----- RECORDS FOR THE TASK -----

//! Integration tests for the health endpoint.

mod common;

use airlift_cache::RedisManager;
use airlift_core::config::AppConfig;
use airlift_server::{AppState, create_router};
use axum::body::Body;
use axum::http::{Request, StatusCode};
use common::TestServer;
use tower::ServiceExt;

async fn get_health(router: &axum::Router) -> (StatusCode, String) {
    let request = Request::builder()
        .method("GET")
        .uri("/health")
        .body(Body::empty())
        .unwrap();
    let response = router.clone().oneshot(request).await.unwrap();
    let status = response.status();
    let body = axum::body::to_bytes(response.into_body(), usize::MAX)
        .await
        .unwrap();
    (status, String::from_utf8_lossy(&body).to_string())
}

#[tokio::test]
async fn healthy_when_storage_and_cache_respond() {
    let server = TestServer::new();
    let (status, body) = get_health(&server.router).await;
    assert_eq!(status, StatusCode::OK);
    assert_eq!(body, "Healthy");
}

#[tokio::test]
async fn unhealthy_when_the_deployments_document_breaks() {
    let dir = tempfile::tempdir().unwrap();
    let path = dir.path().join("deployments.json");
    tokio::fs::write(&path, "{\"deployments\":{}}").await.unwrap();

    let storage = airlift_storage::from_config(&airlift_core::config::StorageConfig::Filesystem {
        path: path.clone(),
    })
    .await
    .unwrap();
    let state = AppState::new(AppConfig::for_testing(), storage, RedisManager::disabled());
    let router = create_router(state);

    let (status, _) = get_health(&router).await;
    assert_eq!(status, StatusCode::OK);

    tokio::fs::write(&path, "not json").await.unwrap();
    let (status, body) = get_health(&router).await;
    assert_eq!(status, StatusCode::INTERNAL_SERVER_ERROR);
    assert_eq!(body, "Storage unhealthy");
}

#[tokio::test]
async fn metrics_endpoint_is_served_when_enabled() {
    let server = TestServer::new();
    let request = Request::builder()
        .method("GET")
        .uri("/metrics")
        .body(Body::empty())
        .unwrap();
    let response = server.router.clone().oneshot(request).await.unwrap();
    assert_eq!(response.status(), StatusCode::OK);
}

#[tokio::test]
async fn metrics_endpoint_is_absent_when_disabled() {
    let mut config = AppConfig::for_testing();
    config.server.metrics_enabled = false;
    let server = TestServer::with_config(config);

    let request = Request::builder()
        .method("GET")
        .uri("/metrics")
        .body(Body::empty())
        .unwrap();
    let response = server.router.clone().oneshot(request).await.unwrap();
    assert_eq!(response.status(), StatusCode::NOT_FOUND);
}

-----

TASK BRIEF
If the word "RedisManager" is on a line above, return that line.

SOLUTION TO THIS EXERCISE
use airlift_cache::RedisManager;
    let state = AppState::new(AppConfig::for_testing(), storage, RedisManager::disabled());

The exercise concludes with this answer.